━━━━━ Material for this exercise

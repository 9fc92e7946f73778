//! Scoped construction: build a node inside a closure and render it on exit.
//!
//! ```
//! use tagscope::{Container, Element, Render, Scoped};
//!
//! let head = Container::new("head").build(|head| {
//!     *head += Element::new("title").build(|title| {
//!         title.set_text("hello");
//!         Ok(())
//!     })?;
//!     Ok(())
//! })?;
//!
//! assert_eq!(
//!     head.rendered(),
//!     Some("<head>\n    <title>\n        hello\n    </title>\n</head>")
//! );
//! # Ok::<(), tagscope::HtmlError>(())
//! ```

use tracing::warn;

use crate::{
    error::{HtmlError, Result},
    node::{Container, Element, Render},
};

/// A node that can be opened as a building scope.
pub trait Scoped: Sized {
    /// Runs once when the scope ends, however the body finished.
    fn close(&mut self) -> Result<()>;

    /// Hands the node to `body`, then closes it.
    ///
    /// `close` runs exactly once, also when `body` returns an error (but not
    /// when it panics, see [`try_build`](Self::try_build)). On success the
    /// closed node is returned so it can be appended to its parent.
    fn build<F>(self, body: F) -> Result<Self>
    where
        F: FnOnce(&mut Self) -> Result<()>,
    {
        self.try_build(body)
    }

    /// Like [`build`](Self::build), for bodies failing with their own error type.
    ///
    /// A body failure is returned in preference to a failure of `close`,
    /// which is then only logged.
    ///
    /// A panic in `body` unwinds past this call without running `close`, so a
    /// [`Document`](crate::Document) is neither rendered nor written in that
    /// case. Return an error from `body` to get the usual cleanup.
    fn try_build<F, E>(mut self, body: F) -> std::result::Result<Self, E>
    where
        F: FnOnce(&mut Self) -> std::result::Result<(), E>,
        E: From<HtmlError>,
    {
        let outcome = body(&mut self);
        let closed = self.close();

        match (outcome, closed) {
            (Ok(()), Ok(())) => Ok(self),
            (Ok(()), Err(err)) => Err(err.into()),
            (Err(err), Ok(())) => Err(err),
            (Err(err), Err(close_err)) => {
                warn!("Scope closed with an error after a failed body: {}", close_err);
                Err(err)
            }
        }
    }
}

impl Scoped for Container {
    fn close(&mut self) -> Result<()> {
        self.render()
    }
}

impl Scoped for Element {
    fn close(&mut self) -> Result<()> {
        self.render()
    }
}
use crate::error::{HtmlError, IoError, Result};
use std::{fs, io, path::Path};

/// Maps an I/O failure on `path` onto the crate error, keeping the original as source.
pub fn io_error(path: &Path, err: io::Error) -> HtmlError {
    let target = path.display().to_string();
    let kind = match err.kind() {
        io::ErrorKind::NotFound => IoError::FileNotFound(target),
        io::ErrorKind::PermissionDenied => IoError::PermissionDenied(target),
        _ => IoError::WriteError(target),
    };
    HtmlError::from(kind).with_source(err)
}

/// Creates or truncates `path` and writes `content` to it.
pub fn write_file(path: &Path, content: &str) -> Result<()> {
    fs::write(path, content).map_err(|e| io_error(path, e))
}
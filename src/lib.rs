//! tagscope: a small scoped builder for indented HTML markup
//!
//! This crate provides functionality to:
//! - Build a tree of tags inside nested closures
//! - Render each tag when its scope closes, indenting children four spaces
//! - Write the finished document to standard output or a file
//!
//! Attribute values and text are emitted verbatim. Nothing is escaped and tag
//! nesting is not validated.
//!
//! # Examples
//! ```
//! use tagscope::{Container, Document, Element, Render, Scoped};
//!
//! fn example() -> tagscope::Result<()> {
//!     let doc = Document::to_file("page.html").build(|doc| {
//!         *doc += Container::new("body").build(|body| {
//!             *body += Element::new("img")
//!                 .self_closing(true)
//!                 .attr("src", "/icon.png")
//!                 .build(|_| Ok(()))?;
//!             Ok(())
//!         })?;
//!         Ok(())
//!     })?;
//!     println!("{}", doc.rendered().unwrap_or_default());
//!     Ok(())
//! }
//! ```

use tracing::{debug, instrument};

pub mod attributes;
pub mod document;
pub mod error;
pub mod node;
pub mod render;
pub mod sample;
pub mod scope;
pub mod test_utils;
pub mod utils;

// Re-exports
pub use attributes::{format_attributes, AttrValue, Attributes};
pub use document::{Destination, Document};
pub use error::{HtmlError, HtmlErrorKind, IoError, RenderError, Result};
pub use node::{Container, Element, Node, Render, TextLeaf};
pub use render::RenderConfig;
pub use scope::Scoped;

/// Renders `node` and returns a copy of its markup.
#[instrument(skip(node))]
pub fn render_to_string<N: Render>(node: &mut N) -> Result<String> {
    node.render()?;
    let rendered = node.rendered().unwrap_or_default().to_string();
    debug!(bytes = rendered.len(), "Rendered to string");
    Ok(rendered)
}
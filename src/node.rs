mod container;
mod element;
mod text;

pub use self::{container::Container, element::Element, text::TextLeaf};
use crate::error::Result;

/// Anything that can produce a rendered string.
///
/// `render` computes and stores the output; `rendered` reads it back and is
/// `None` until the first successful `render`.
pub trait Render {
    fn rendered(&self) -> Option<&str>;
    fn render(&mut self) -> Result<()>;
}

/// A child of a tag.
#[derive(Debug, Clone, PartialEq, Eq)]
pub enum Node {
    Text(TextLeaf),
    Container(Container),
    Element(Element),
}

impl Node {
    /// Tag name, or `None` for text.
    pub fn name(&self) -> Option<&str> {
        match self {
            Self::Text(_) => None,
            Self::Container(container) => Some(container.name()),
            Self::Element(element) => Some(element.name()),
        }
    }
}

impl Render for Node {
    fn rendered(&self) -> Option<&str> {
        match self {
            Self::Text(text) => text.rendered(),
            Self::Container(container) => container.rendered(),
            Self::Element(element) => element.rendered(),
        }
    }

    fn render(&mut self) -> Result<()> {
        match self {
            Self::Text(text) => text.render(),
            Self::Container(container) => container.render(),
            Self::Element(element) => element.render(),
        }
    }
}

impl From<TextLeaf> for Node {
    fn from(text: TextLeaf) -> Self {
        Self::Text(text)
    }
}

impl From<Container> for Node {
    fn from(container: Container) -> Self {
        Self::Container(container)
    }
}

impl From<Element> for Node {
    fn from(element: Element) -> Self {
        Self::Element(element)
    }
}

impl From<&str> for Node {
    fn from(text: &str) -> Self {
        Self::Text(TextLeaf::new(text))
    }
}

impl From<String> for Node {
    fn from(text: String) -> Self {
        Self::Text(TextLeaf::new(text))
    }
}
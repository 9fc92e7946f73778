//! A small reference page exercising every node kind.

use crate::{
    document::{Destination, Document},
    error::Result,
    node::{Container, Element},
    render::RenderConfig,
    scope::Scoped,
};

/// Builds the reference page and delivers it to `destination`.
///
/// Every node renders with `config`. The returned document has already been
/// written out.
pub fn sample_page(destination: impl Into<Destination>, config: RenderConfig) -> Result<Document> {
    Document::with_destination(destination)
        .config(config)
        .build(|doc| {
            *doc += Container::new("head").config(config).build(|head| {
                *head += Element::new("title").config(config).build(|title| {
                    title.set_text("hello");
                    Ok(())
                })?;
                Ok(())
            })?;

            *doc += Container::new("body").config(config).build(|body| {
                *body += Element::new("h1")
                    .config(config)
                    .attr("class", ["main-text"])
                    .build(|h1| {
                        h1.set_text("Test");
                        Ok(())
                    })?;

                *body += Element::new("div")
                    .config(config)
                    .attr("class", ["container", "container-fluid"])
                    .attr("id", "lead")
                    .build(|div| {
                        *div += Element::new("p").config(config).build(|paragraph| {
                            paragraph.set_text("another test");
                            Ok(())
                        })?;

                        *div += Element::new("img")
                            .config(config)
                            .self_closing(true)
                            .attr("src", "/icon.png")
                            .build(|_| Ok(()))?;
                        Ok(())
                    })?;
                Ok(())
            })?;
            Ok(())
        })
}
#![no_main]
use libfuzzer_sys::fuzz_target;
use tagscope::{render_to_string, Container, Element};

fuzz_target!(|data: &[u8]| {
    if let Ok(s) = std::str::from_utf8(data) {
        let mut parts = s.splitn(3, '\0');
        let name = parts.next().unwrap_or("div");
        let key = parts.next().unwrap_or("data_x");
        let text = parts.next().unwrap_or_default();

        let mut element = Element::new(name).attr(key, text).text(text);
        if render_to_string(&mut element).is_ok() {
            let mut parent = Container::new(name);
            parent += element;
            let _ = render_to_string(&mut parent);
        }
    }
});
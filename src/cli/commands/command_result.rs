use std::path::PathBuf;

use super::super::exit_status::ExitStatus;
use crate::core::ScanSummary;

#[derive(Debug)]
pub enum CommandSummary {
    Scan(ScanCommandSummary),
    Init(InitSummary),
}

#[derive(Debug)]
pub struct ScanCommandSummary {
    /// Root directory that was processed.
    pub root: PathBuf,
    /// Config file the options were read from, if any.
    pub config_path: Option<PathBuf>,
    pub marker: String,
    pub dry_run: bool,
    pub outcome: ScanSummary,
}

#[derive(Debug)]
pub struct InitSummary {
    pub path: PathBuf,
    /// Set when the config file could not be created.
    pub error: Option<String>,
}

/// Result of running xlocalize commands
#[derive(Debug)]
pub struct CommandResult {
    pub summary: CommandSummary,
    /// Directories (or config files) that could not be processed.
    pub error_count: usize,
    /// Marker calls with a non-literal argument.
    pub warning_count: usize,
}

impl CommandResult {
    pub fn exit_status(&self) -> ExitStatus {
        if self.error_count > 0 {
            ExitStatus::Failure
        } else {
            ExitStatus::Success
        }
    }
}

━━━━━━━━━━

## How to complete this task
Precisely reproduce the lines of the entries, beginning at the first and ending at the one containing "use tracing::warn;". Add nothing.

## Expected output
repository 9fc92e7946f73778
//! Scoped construction: build a node inside a closure and render it on exit.
//!
//! ```
//! use tagscope::{Container, Element, Render, Scoped};
//!
//! let head = Container::new("head").build(|head| {
//!     *head += Element::new("title").build(|title| {
//!         title.set_text("hello");
//!         Ok(())
//!     })?;
//!     Ok(())
//! })?;
//!
//! assert_eq!(
//!     head.rendered(),
//!     Some("<head>\n    <title>\n        hello\n    </title>\n</head>")
//! );
//! # Ok::<(), tagscope::HtmlError>(())
//! ```

use tracing::warn;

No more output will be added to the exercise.